» **Extracted information**

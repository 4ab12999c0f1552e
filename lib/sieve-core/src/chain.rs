//! Ordered filter executor.
//!
//! A [`FilterChain`] owns its filters and a cursor pointing at the next filter
//! to dispatch. The chain is itself a [`Filter`], so the same value is both the
//! thing being run and the continuation handed to every step.
//!
//! # Cursor
//!
//! For a chain of `N` filters the cursor moves `0 → 1 → … → N`, one step per
//! [`FilterChain::advance`] call. Once it reaches `N` the chain is exhausted
//! and `advance` is a no-op until [`FilterChain::reset`] is called.

use std::cell::Cell;
use std::fmt;

use tracing::{debug, trace};

use crate::{Filter, Request, Response, Result};

/// Ordered sequence of filters plus a dispatch cursor.
///
/// # Example
///
/// ```
/// use sieve_core::{FilterChain, Request, Response, filter_fn};
///
/// let tag = |label: &'static str| {
///     filter_fn(move |request, response, chain| {
///         request.append(label);
///         chain.advance(request, response, chain)?;
///         response.append(label);
///         Ok(())
///     })
/// };
///
/// let chain = FilterChain::new().with_filter(tag("a")).with_filter(tag("b"));
///
/// let mut request = Request::new(">");
/// let mut response = Response::new("<");
/// chain.run(&mut request, &mut response)?;
///
/// assert_eq!(request.text(), ">ab");
/// assert_eq!(response.text(), "<ba");
/// # Ok::<(), sieve_core::Error>(())
/// ```
#[derive(Default)]
pub struct FilterChain {
    filters: Vec<Box<dyn Filter>>,
    cursor: Cell<usize>,
}

impl FilterChain {
    /// Creates an empty chain.
    #[must_use]
    pub fn new() -> Self {
        Self::default()
    }

    /// Appends a filter; registration order is execution order.
    ///
    /// Returns the chain for fluent registration. The cursor is not affected.
    pub fn add_filter(&mut self, filter: impl Filter + 'static) -> &mut Self {
        self.filters.push(Box::new(filter));
        self
    }

    /// Appends a filter, builder style.
    #[must_use]
    pub fn with_filter(mut self, filter: impl Filter + 'static) -> Self {
        self.add_filter(filter);
        self
    }

    /// Dispatches the filter under the cursor, handing it `continuation`.
    ///
    /// Does nothing once the chain is exhausted. Otherwise the cursor moves
    /// forward by exactly one before the filter runs, so a filter that calls
    /// back into `continuation.advance` reaches the next step.
    ///
    /// # Errors
    ///
    /// Returns the first error raised by a dispatched filter, unchanged.
    pub fn advance(
        &self,
        request: &mut Request,
        response: &mut Response,
        continuation: &FilterChain,
    ) -> Result<()> {
        let cursor = self.cursor.get();
        let Some(filter) = self.filters.get(cursor) else {
            debug!(len = self.filters.len(), "filter chain exhausted");
            return Ok(());
        };

        self.cursor.set(cursor + 1);
        trace!(
            cursor,
            len = self.filters.len(),
            filter = filter.name(),
            "dispatching filter"
        );
        filter.process(request, response, continuation)
    }

    /// Runs a full pass, using the chain as its own continuation.
    ///
    /// # Errors
    ///
    /// Returns the first error raised by any filter.
    pub fn run(&self, request: &mut Request, response: &mut Response) -> Result<()> {
        self.advance(request, response, self)
    }

    /// Rewinds the cursor so the chain can drive another pass.
    pub fn reset(&self) {
        self.cursor.set(0);
    }

    /// Index of the next filter to dispatch.
    #[must_use]
    pub fn cursor(&self) -> usize {
        self.cursor.get()
    }

    /// Number of registered filters.
    #[must_use]
    pub fn len(&self) -> usize {
        self.filters.len()
    }

    /// Returns `true` if no filter is registered.
    #[must_use]
    pub fn is_empty(&self) -> bool {
        self.filters.is_empty()
    }

    /// Returns `true` once every filter has been dispatched.
    #[must_use]
    pub fn is_exhausted(&self) -> bool {
        self.cursor.get() >= self.filters.len()
    }

    /// Names of the registered filters, in execution order.
    #[must_use]
    pub fn filter_names(&self) -> Vec<&str> {
        self.filters.iter().map(|filter| filter.name()).collect()
    }
}

impl Filter for FilterChain {
    fn process(
        &self,
        request: &mut Request,
        response: &mut Response,
        chain: &FilterChain,
    ) -> Result<()> {
        self.advance(request, response, chain)
    }
}

impl fmt::Debug for FilterChain {
    fn fmt(&self, f: &mut fmt::Formatter<'_>) -> fmt::Result {
        f.debug_struct("FilterChain")
            .field("filters", &self.filter_names())
            .field("cursor", &self.cursor.get())
            .finish()
    }
}

#[cfg(test)]
mod tests {
    use std::cell::RefCell;
    use std::rc::Rc;

    use assert2::{check, let_assert};

    use super::*;
    use crate::{Error, filter_fn};

    type Log = Rc<RefCell<Vec<String>>>;

    fn tag(label: &'static str) -> impl Filter {
        filter_fn(move |request, response, chain| {
            request.append(&format!("+{label}"));
            chain.advance(request, response, chain)?;
            response.append(&format!("-{label}"));
            Ok(())
        })
        .named(label)
    }

    fn recording(label: &'static str, log: &Log) -> impl Filter + use<> {
        let log = Rc::clone(log);
        filter_fn(move |request, response, chain| {
            log.borrow_mut().push(format!("before {label}"));
            chain.advance(request, response, chain)?;
            log.borrow_mut().push(format!("after {label}"));
            Ok(())
        })
    }

    #[test]
    fn forward_in_order_backward_in_reverse() {
        let chain = FilterChain::new()
            .with_filter(tag("a"))
            .with_filter(tag("b"))
            .with_filter(tag("c"));

        let mut request = Request::new("req");
        let mut response = Response::new("resp");
        chain.run(&mut request, &mut response).expect("run");

        check!(request.text() == "req+a+b+c");
        check!(response.text() == "resp-c-b-a");
        check!(chain.is_exhausted());
    }

    #[test]
    fn empty_chain_is_noop() {
        let chain = FilterChain::new();
        let mut request = Request::new("untouched");
        let mut response = Response::new("seed");

        chain.run(&mut request, &mut response).expect("run");

        check!(chain.is_empty());
        check!(chain.is_exhausted());
        check!(chain.cursor() == 0);
        check!(request.text() == "untouched");
        check!(response.text() == "seed");
    }

    #[test]
    fn cursor_moves_one_step_per_advance() {
        // Filters that never continue, so each advance dispatches exactly one
        let stop = || filter_fn(|request, _, _| {
            request.append(".");
            Ok(())
        });
        let chain = FilterChain::new()
            .with_filter(stop())
            .with_filter(stop())
            .with_filter(stop());

        let mut request = Request::default();
        let mut response = Response::default();
        for expected in 1..=3 {
            chain.advance(&mut request, &mut response, &chain).expect("advance");
            check!(chain.cursor() == expected);
        }
        check!(request.text() == "...");

        // Terminal state is absorbing
        chain.advance(&mut request, &mut response, &chain).expect("advance");
        check!(chain.cursor() == 3);
        check!(request.text() == "...");
    }

    #[test]
    fn exhausted_chain_leaves_messages_unchanged() {
        let chain = FilterChain::new().with_filter(tag("a")).with_filter(tag("b"));
        let mut request = Request::new("");
        let mut response = Response::new("");
        chain.run(&mut request, &mut response).expect("first run");

        let (request_before, response_before) = (request.clone(), response.clone());
        chain.run(&mut request, &mut response).expect("second run");

        check!(request == request_before);
        check!(response == response_before);
    }

    #[test]
    fn reset_allows_another_pass() {
        let chain = FilterChain::new().with_filter(tag("a"));
        let mut request = Request::new("");
        let mut response = Response::new("");

        chain.run(&mut request, &mut response).expect("first run");
        chain.reset();
        check!(chain.cursor() == 0);
        chain.run(&mut request, &mut response).expect("second run");

        check!(request.text() == "+a+a");
        check!(response.text() == "-a-a");
    }

    #[test]
    fn short_circuit_halts_downstream() {
        let log = Log::default();
        let chain = FilterChain::new()
            .with_filter(recording("first", &log))
            .with_filter(filter_fn(|_, response, _| {
                response.append("---blocked");
                Ok(())
            }))
            .with_filter(recording("never", &log));

        let mut request = Request::new("x");
        let mut response = Response::new("r");
        chain.run(&mut request, &mut response).expect("run");

        check!(*log.borrow() == ["before first", "after first"]);
        check!(response.text() == "r---blocked");
        check!(chain.cursor() == 2);
        check!(!chain.is_exhausted());
    }

    #[test]
    fn failure_is_fail_fast() {
        let log = Log::default();
        let chain = FilterChain::new()
            .with_filter(recording("outer", &log))
            .with_filter(tag("mid"))
            .with_filter(filter_fn(|_, _, _| Err(Error::filter("broken", "bad input"))))
            .with_filter(recording("never", &log));

        let mut request = Request::new("x");
        let mut response = Response::new("r");
        let result = chain.run(&mut request, &mut response);

        let_assert!(Err(err) = result);
        check!(err.filter_name() == Some("broken"));
        // Upstream request edits stay, upstream response hooks never run
        check!(request.text() == "x+mid");
        check!(response.text() == "r");
        check!(*log.borrow() == ["before outer"]);
    }

    #[test]
    fn duplicates_allowed() {
        let chain = FilterChain::new().with_filter(tag("a")).with_filter(tag("a"));
        let mut request = Request::new("");
        let mut response = Response::new("");
        chain.run(&mut request, &mut response).expect("run");

        check!(chain.len() == 2);
        check!(request.text() == "+a+a");
    }

    #[test]
    fn add_filter_is_fluent() {
        let mut chain = FilterChain::new();
        chain.add_filter(tag("a")).add_filter(tag("b"));

        check!(chain.filter_names() == ["a", "b"]);
        check!(chain.cursor() == 0);
    }

    #[test]
    fn nested_chain_hands_over_outer_continuation() {
        let inner = FilterChain::new().with_filter(tag("inner"));
        let outer = FilterChain::new()
            .with_filter(tag("a"))
            .with_filter(inner)
            .with_filter(tag("b"));

        let mut request = Request::new("");
        let mut response = Response::new("");
        outer.run(&mut request, &mut response).expect("run");

        check!(request.text() == "+a+inner+b");
        check!(response.text() == "-b-inner-a");
    }

    #[test]
    fn debug_lists_filters_and_cursor() {
        let chain = FilterChain::new().with_filter(tag("a")).with_filter(tag("b"));
        check!(format!("{chain:?}") == r#"FilterChain { filters: ["a", "b"], cursor: 0 }"#);
    }
}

» **Action item**
Search the data for "recording". Copy each line that has it.

» **Solution**
    fn recording(label: &'static str, log: &Log) -> impl Filter + use<> {
            .with_filter(recording("first", &log))
            .with_filter(recording("never", &log));
            .with_filter(recording("outer", &log))
            .with_filter(recording("never", &log));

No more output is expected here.